Kangoute has called for concerted efforts to create campaigns and public discussions to address misconception surrounding albinism. “More awareness should be done to educate the society on how to address people with albinism and understand that albinism is actually not a disease but a genetic disorder,” he said.
Despite challenges, the Namibian government is taking care of persons with albinism. Apart from the state’s monthly grant for all registered persons with albinisms, the Ministry of Health and Social Services also provides free sun block cream to people with albinism. The cream is available at state hospitals and clinics throughout the country.
Welfare organisations such as the Namibia Albino Association continue to raise awareness to debunk myths around albinism. Over the years, non-profit voluntary organisation, SINASRA has been donating protective clothing, sunscreen and distributing relevant information aimed at preventing sun-related cancer, its complications and early death.
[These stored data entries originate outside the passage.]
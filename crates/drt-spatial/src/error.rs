//! Spatial-subsystem error type.

use thiserror::Error;

use drt_core::NodeId;

/// Errors produced by `drt-spatial`.
#[derive(Debug, Error)]
pub enum SpatialError {
    #[error("no route from {from} to {to}")]
    NoRoute { from: NodeId, to: NodeId },

    #[error("node {0} not found in network")]
    NodeNotFound(NodeId),

    #[error("network has no nodes to snap {0} to")]
    EmptyNetwork(drt_core::GeoPoint),
}

pub type SpatialResult<T> = Result<T, SpatialError>;
use crate::lang::tokenizing::Token;
use std::{
    fmt::{self, Display, Formatter},
    path::PathBuf,
};

/// Names the standard output stream as a destination or source.
pub const STD_DEVICE: &str = "STD:";

/// Names the discarding sink.
pub const NULL_DEVICE: &str = "NULL:";

/// Where a command sends its result.
#[derive(Clone, Debug, Default, PartialEq, Eq)]
pub enum DataSink {
    /// Push onto the tuple stack.  What every command does unless told otherwise.
    #[default]
    Push,

    /// Assign to a named tuple, creating it if needed.
    Tuple(String),

    /// Print on the session's output.
    Std,

    /// Throw the result away.
    Null,

    /// Write to a file.
    File(PathBuf),
}

impl Display for DataSink {
    fn fmt(&self, f: &mut Formatter) -> fmt::Result {
        match self {
            DataSink::Push => write!(f, "~"),
            DataSink::Tuple(name) => write!(f, "@{}", name),
            DataSink::Std => write!(f, "{}", STD_DEVICE),
            DataSink::Null => write!(f, "{}", NULL_DEVICE),
            DataSink::File(path) => write!(f, "{}", path.display()),
        }
    }
}

impl DataSink {
    /// Interpret the argument following a `-to` switch.
    pub fn from_token(token: &Token) -> Option<DataSink> {
        match token {
            Token::Pop(_) => Some(DataSink::Push),
            Token::Tuple(_, name) => Some(DataSink::Tuple(name.clone())),
            Token::Word(_, word) if word == STD_DEVICE => Some(DataSink::Std),
            Token::Word(_, word) if word == NULL_DEVICE => Some(DataSink::Null),
            Token::Word(_, path) | Token::Quoted(_, path) => Some(DataSink::File(path.into())),
            Token::Block(_, _) => None,
        }
    }
}

/// Where a command reads its input from when given a `-from` switch.
#[derive(Clone, Debug, PartialEq, Eq)]
pub enum DataSource {
    /// Pop the tuple stack.
    Pop,

    /// Read a named tuple, which must exist.
    Tuple(String),

    /// Read a whole file.
    File(PathBuf),
}

impl DataSource {
    /// Interpret the argument following a `-from` switch.
    pub fn from_token(token: &Token) -> Option<DataSource> {
        match token {
            Token::Pop(_) => Some(DataSource::Pop),
            Token::Tuple(_, name) => Some(DataSource::Tuple(name.clone())),
            Token::Word(_, path) | Token::Quoted(_, path) => Some(DataSource::File(path.into())),
            Token::Block(_, _) => None,
        }
    }
}

#[cfg(test)]
mod tests {
    use super::*;
    use crate::lang::source_buffer::SourceLocation;

    #[test]
    fn devices_are_recognized_by_name() {
        let here = SourceLocation::new();

        assert_eq!(DataSink::from_token(&Token::Word(here.clone(), "STD:".into())), Some(DataSink::Std));
        assert_eq!(DataSink::from_token(&Token::Word(here.clone(), "NULL:".into())), Some(DataSink::Null));
        assert_eq!(DataSink::from_token(&Token::Pop(here.clone())), Some(DataSink::Push));
        assert_eq!(
            DataSink::from_token(&Token::Quoted(here.clone(), "out.img".into())),
            Some(DataSink::File("out.img".into()))
        );
        assert_eq!(DataSink::from_token(&Token::Block(here, "x".into())), None);
    }
}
Namibia joined the rest of the world commemorate this year’s International Albinism Awareness Day on June 13 under the theme: “Shining our light to the world”. The day is celebrated annually to advocate for the plight of persons living with albinism and celebrate their remarkable contributions. The World Albinism Day was proclaimed in 2015 following a resolution 23/13 of 13 June 2013 by the United Nations Human Rights Council on attacks and discrimination against persons with albinism. It was adopted by the by the General Assembly in December 2014.